== What this task involves ==
All that is wanted is a word-for-word copy of the data from its first line to the line containing "#[derive(Debug, Clone)]", both included.

== Given data ==
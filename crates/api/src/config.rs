/// Server configuration loaded from environment variables.
///
/// All fields have sensible defaults suitable for local development.
/// In production, override via environment variables.
#[derive(Debug, Clone)]
pub struct ServerConfig {
    /// Bind address (default: `0.0.0.0`).
    pub host: String,
    /// Bind port (default: `8000`).
    pub port: u16,
    /// Allowed CORS origins, parsed from comma-separated `CORS_ORIGINS` env var.
    pub cors_origins: Vec<String>,
    /// HTTP request timeout in seconds (default: `30`).
    pub request_timeout_secs: u64,
    /// Upper bound on pooled database connections (default: `10`).
    pub db_max_connections: u32,
}

impl ServerConfig {
    /// Load configuration from environment variables with defaults.
    ///
    /// | Env Var                | Default                    |
    /// |------------------------|----------------------------|
    /// | `HOST`                 | `0.0.0.0`                  |
    /// | `PORT`                 | `8000`                     |
    /// | `CORS_ORIGINS`         | `http://localhost:3000`    |
    /// | `REQUEST_TIMEOUT_SECS` | `30`                       |
    /// | `DB_MAX_CONNECTIONS`   | `10`                       |
    pub fn from_env() -> Self {
        let host = std::env::var("HOST").unwrap_or_else(|_| "0.0.0.0".into());

        let port: u16 = std::env::var("PORT")
            .unwrap_or_else(|_| "8000".into())
            .parse()
            .expect("PORT must be a valid u16");

        let cors_origins = parse_origins(
            &std::env::var("CORS_ORIGINS").unwrap_or_else(|_| "http://localhost:3000".into()),
        );

        let request_timeout_secs: u64 = std::env::var("REQUEST_TIMEOUT_SECS")
            .unwrap_or_else(|_| "30".into())
            .parse()
            .expect("REQUEST_TIMEOUT_SECS must be a valid u64");

        let db_max_connections: u32 = std::env::var("DB_MAX_CONNECTIONS")
            .unwrap_or_else(|_| "10".into())
            .parse()
            .expect("DB_MAX_CONNECTIONS must be a valid u32");

        Self {
            host,
            port,
            cors_origins,
            request_timeout_secs,
            db_max_connections,
        }
    }
}

fn parse_origins(raw: &str) -> Vec<String> {
    raw.split(',')
        .map(|s| s.trim().to_string())
        .filter(|s| !s.is_empty())
        .collect()
}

== Result of the task ==
filename crates/api/src/config.rs
/// Server configuration loaded from environment variables.
///
/// All fields have sensible defaults suitable for local development.
/// In production, override via environment variables.
#[derive(Debug, Clone)]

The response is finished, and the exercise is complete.